СССР пытался солировать в мировом хоре коммунистического пролетариата и антиколониальных движений Востока, а солировал в антикрестьянской гекатомбе «первоначального накопления» ради индустриализации и подготовки к войне, не выходя за пределы политического языка XIX века, не порывая с синтетическим, социально-экономическим шаблоном марксистского языка, в прописях которого России положено было умереть как государству вместе с царизмом и капитализмом. Но индустриального капитализма оказалось слишком мало крестьянской стране, погибшей великой державе, катастрофически превратившейся в объект колониального передела, — чтобы выжить. В век этнического национализма и национальных самоопределений советский коммунизм был им родной окраиной и провинциально пытался стать вполне «своим», а на деле — встал в один ряд с Китаем и Индией того времени, обречённый бороться за «Красный Восток», чтобы не стать колонией и вновь занять утраченное место среди великих держав. И, утверждая себя как оплот мировой революции, быстро превратил Коммунистический Интернационал из органа мировой революции (где Россия вначале была расходным материалом коммунистического глобализма) в инструмент своей суверенной внешней политики.

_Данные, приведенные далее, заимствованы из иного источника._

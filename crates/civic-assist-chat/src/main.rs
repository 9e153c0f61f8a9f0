use anyhow::{Context, Result};
use civic_assist_core::{
    ChatEvent, ChatMessage, ChatState, Config, Conversation, CycleOutcome, SendError,
};
use std::io::Write;
use tokio::io::{AsyncBufReadExt, BufReader};
use tracing_subscriber::EnvFilter;

#[tokio::main]
async fn main() -> Result<()> {
    // Diagnostics go to stderr so they never interleave with replies.
    let filter = EnvFilter::try_from_default_env().unwrap_or_else(|_| EnvFilter::new("warn"));
    tracing_subscriber::fmt()
        .with_env_filter(filter)
        .with_writer(std::io::stderr)
        .init();

    let config = Config::load().unwrap_or_else(|e| {
        tracing::warn!("Could not load config, using defaults: {:#}", e);
        Config::new()
    });

    let mut conversation = Conversation::from_config(&config);
    let mut events = conversation.subscribe();
    let session = conversation.session_handle();

    let interrupt = session.clone();
    tokio::spawn(async move {
        if tokio::signal::ctrl_c().await.is_ok() {
            interrupt.close();
        }
    });

    println!("Civic helpdesk chat. /image <path> attaches a photo, /quit exits.\n");
    let mut buttons = Vec::new();
    if let Some(welcome) = conversation.messages().first() {
        print_message(welcome);
        buttons = welcome.buttons.clone().unwrap_or_default();
    }

    let mut lines = BufReader::new(tokio::io::stdin()).lines();
    loop {
        print!("> ");
        std::io::stdout().flush()?;

        let line = tokio::select! {
            _ = session.closed() => break,
            line = lines.next_line() => line.context("Failed to read input")?,
        };
        let Some(line) = line else { break };
        let line = line.trim();

        if line == "/quit" {
            break;
        }
        if let Some(path) = image_command(line) {
            if path.is_empty() {
                println!("Usage: /image <path>");
                continue;
            }
            match tokio::fs::read(path).await {
                Ok(bytes) => {
                    conversation.attach_image(bytes);
                    println!("Image attached. Add a caption or press Enter to send.");
                }
                Err(e) => println!("Could not read {}: {}", path, e),
            }
            continue;
        }

        let text = match line.parse::<usize>() {
            Ok(n) if (1..=buttons.len()).contains(&n) => buttons[n - 1].clone(),
            _ => line.to_string(),
        };

        let outcome = {
            let send = conversation.send(&text);
            tokio::pin!(send);
            loop {
                tokio::select! {
                    outcome = &mut send => break outcome,
                    Some(event) = events.recv() => render_event(event)?,
                }
            }
        };
        while let Ok(event) = events.try_recv() {
            render_event(event)?;
        }

        match outcome {
            Ok(CycleOutcome::Streamed { .. }) => {
                println!("\n");
                buttons.clear();
            }
            Ok(CycleOutcome::Offline { id, .. }) | Ok(CycleOutcome::Image { id, .. }) => {
                if let Some(message) = conversation.message(id) {
                    print_message(message);
                    buttons = message.buttons.clone().unwrap_or_default();
                }
            }
            Ok(CycleOutcome::Abandoned) | Err(SendError::Closed) => break,
            Err(SendError::EmptyInput) => {}
            Err(e) => println!("{}", e),
        }
    }

    session.close();
    Ok(())
}

/// The path argument of an `/image` command, empty when none was given.
fn image_command(line: &str) -> Option<&str> {
    let rest = line.strip_prefix("/image")?;
    if !rest.is_empty() && !rest.starts_with(char::is_whitespace) {
        return None;
    }
    Some(rest.trim())
}

fn render_event(event: ChatEvent) -> Result<()> {
    match event {
        ChatEvent::StateChanged(ChatState::Streaming) => print!("Assistant: "),
        ChatEvent::MessageDelta { text, .. } => print!("{}", text),
        _ => return Ok(()),
    }
    std::io::stdout().flush()?;
    Ok(())
}

fn print_message(message: &ChatMessage) {
    println!("Assistant: {}", message.content);
    if let Some(buttons) = &message.buttons {
        for (i, label) in buttons.iter().enumerate() {
            println!("  [{}] {}", i + 1, label);
        }
    }
    println!();
}

#[cfg(test)]
mod tests {
    use super::*;

    #[test]
    fn test_image_command() {
        assert_eq!(image_command("/image photo.jpg"), Some("photo.jpg"));
        assert_eq!(image_command("/image   bin.png "), Some("bin.png"));
        assert_eq!(image_command("/image"), Some(""));
        assert_eq!(image_command("/imagefoo"), None);
        assert_eq!(image_command("where is the image?"), None);
    }
}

Сталинский коммунизм на пространстве Исторической России в главном всегда был языком европейского и модерного радикального индустриализма и традиционной массовой социальной нищеты. Он был обречён преодолевать свой исторический ландшафт, в котором страну, государственность и народ — без экстраординарных усилий — ждали смерть и растворение. И если политический язык Февраля и Октября 1917 года был подражанием французской истории от 1789 до 1871 гг., то язык сталинских 1920-х и 1930-х гг. был немецким — объединяющейся Германии и людоедского «первоначального накопления», протекционизма и колониализма в Англии и Голландии XVI–XIX вв., образцово описанных Карлом Марксом в первом томе «Капитала».
Противостоя колониальной экспансии машины германского милитаризма и индустриализма, Россия умерла в Первой мировой войне, но удивительным образом выжила в СССР и достигла апогея 9 мая 1945 года и в полёте Юрия Гагарина. И вновь умерла в СССР в 1991 году и теперь вновь ведёт историческую борьбу за своё место среди великих держав, чтобы не быть их колонией.
Но Модерн исчерпывает себя, уступая новому «новому средневековью». Ведёт радикальную борьбу против зависимости своего политического языка от того прошлого, что его формирует… Чтобы установить новую монополию на язык описания.